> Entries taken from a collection
----------

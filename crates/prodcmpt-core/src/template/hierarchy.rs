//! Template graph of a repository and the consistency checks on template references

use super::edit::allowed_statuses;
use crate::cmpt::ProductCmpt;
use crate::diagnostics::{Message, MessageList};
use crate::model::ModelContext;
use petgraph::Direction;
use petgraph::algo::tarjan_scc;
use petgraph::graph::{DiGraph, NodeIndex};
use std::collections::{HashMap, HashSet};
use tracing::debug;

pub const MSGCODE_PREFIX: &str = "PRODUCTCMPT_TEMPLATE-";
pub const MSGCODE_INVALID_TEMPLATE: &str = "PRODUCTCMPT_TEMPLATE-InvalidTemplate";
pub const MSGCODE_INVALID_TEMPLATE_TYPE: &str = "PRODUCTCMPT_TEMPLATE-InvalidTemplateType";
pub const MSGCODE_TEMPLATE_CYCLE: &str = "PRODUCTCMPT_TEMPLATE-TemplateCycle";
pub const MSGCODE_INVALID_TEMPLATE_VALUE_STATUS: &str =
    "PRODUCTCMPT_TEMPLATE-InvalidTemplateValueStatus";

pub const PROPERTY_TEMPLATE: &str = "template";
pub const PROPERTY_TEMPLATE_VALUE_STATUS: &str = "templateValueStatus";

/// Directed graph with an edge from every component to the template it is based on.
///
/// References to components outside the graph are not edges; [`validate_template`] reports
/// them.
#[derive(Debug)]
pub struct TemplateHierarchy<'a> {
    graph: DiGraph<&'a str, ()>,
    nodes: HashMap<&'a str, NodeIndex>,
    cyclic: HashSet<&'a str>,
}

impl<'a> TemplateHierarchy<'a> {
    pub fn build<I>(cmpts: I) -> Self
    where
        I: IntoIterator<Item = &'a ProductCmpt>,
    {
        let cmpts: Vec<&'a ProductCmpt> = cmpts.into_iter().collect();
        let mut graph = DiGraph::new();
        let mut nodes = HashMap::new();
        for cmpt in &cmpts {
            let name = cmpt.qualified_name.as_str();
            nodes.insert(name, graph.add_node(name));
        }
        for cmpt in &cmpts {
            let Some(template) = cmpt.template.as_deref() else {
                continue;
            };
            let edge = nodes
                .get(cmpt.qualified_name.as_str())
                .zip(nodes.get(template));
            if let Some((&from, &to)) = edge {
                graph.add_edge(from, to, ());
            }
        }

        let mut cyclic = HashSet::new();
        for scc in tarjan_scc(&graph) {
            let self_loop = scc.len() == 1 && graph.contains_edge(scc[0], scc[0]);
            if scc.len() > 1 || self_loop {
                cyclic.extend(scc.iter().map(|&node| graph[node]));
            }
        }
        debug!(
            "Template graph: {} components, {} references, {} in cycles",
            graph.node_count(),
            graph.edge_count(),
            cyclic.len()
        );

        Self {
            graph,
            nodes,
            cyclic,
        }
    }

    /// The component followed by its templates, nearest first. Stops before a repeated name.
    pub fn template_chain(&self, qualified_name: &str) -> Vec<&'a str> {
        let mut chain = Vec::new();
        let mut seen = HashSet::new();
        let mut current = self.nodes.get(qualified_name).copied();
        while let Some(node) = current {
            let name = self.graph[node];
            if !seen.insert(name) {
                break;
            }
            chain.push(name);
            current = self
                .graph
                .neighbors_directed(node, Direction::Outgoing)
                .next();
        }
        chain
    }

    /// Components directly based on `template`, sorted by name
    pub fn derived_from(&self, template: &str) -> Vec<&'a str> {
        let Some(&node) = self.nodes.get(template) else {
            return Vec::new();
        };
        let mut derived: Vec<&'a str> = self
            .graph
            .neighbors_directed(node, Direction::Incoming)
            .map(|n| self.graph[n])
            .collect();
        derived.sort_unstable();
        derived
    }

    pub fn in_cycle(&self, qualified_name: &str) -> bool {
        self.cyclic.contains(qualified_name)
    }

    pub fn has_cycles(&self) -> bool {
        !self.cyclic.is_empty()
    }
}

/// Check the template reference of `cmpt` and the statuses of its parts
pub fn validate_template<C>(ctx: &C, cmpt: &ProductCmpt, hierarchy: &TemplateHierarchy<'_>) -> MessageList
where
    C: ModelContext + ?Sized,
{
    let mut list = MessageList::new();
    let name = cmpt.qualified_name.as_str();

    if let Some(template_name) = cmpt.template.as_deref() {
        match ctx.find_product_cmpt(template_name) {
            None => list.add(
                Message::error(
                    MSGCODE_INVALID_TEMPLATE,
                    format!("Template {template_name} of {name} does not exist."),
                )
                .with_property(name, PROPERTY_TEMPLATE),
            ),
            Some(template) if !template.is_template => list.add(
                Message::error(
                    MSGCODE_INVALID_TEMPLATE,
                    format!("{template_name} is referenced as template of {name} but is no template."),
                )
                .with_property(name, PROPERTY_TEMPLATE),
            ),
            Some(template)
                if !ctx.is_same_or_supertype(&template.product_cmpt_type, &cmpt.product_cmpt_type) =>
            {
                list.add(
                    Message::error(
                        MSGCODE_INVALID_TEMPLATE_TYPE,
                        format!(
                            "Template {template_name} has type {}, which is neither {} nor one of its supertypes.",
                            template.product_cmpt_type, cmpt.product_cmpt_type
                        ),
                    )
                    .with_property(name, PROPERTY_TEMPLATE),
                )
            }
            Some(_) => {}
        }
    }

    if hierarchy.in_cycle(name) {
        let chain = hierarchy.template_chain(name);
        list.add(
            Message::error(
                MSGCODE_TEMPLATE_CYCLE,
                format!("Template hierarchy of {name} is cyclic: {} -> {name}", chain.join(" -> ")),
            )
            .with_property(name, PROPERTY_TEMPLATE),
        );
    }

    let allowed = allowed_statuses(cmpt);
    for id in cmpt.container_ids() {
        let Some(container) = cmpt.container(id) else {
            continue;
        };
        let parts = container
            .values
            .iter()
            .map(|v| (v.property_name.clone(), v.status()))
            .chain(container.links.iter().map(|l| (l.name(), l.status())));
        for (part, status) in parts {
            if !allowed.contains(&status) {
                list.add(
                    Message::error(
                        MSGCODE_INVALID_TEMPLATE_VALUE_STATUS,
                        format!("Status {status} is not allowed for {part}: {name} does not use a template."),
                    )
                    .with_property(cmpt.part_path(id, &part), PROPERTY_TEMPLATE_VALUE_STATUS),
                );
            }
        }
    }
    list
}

----------

> What this task involves
Where does the string "cmpts" occur in the data above? Copy every line that holds it.

> Solution to this problem
    pub fn build<I>(cmpts: I) -> Self
        let cmpts: Vec<&'a ProductCmpt> = cmpts.into_iter().collect();
        for cmpt in &cmpts {
        for cmpt in &cmpts {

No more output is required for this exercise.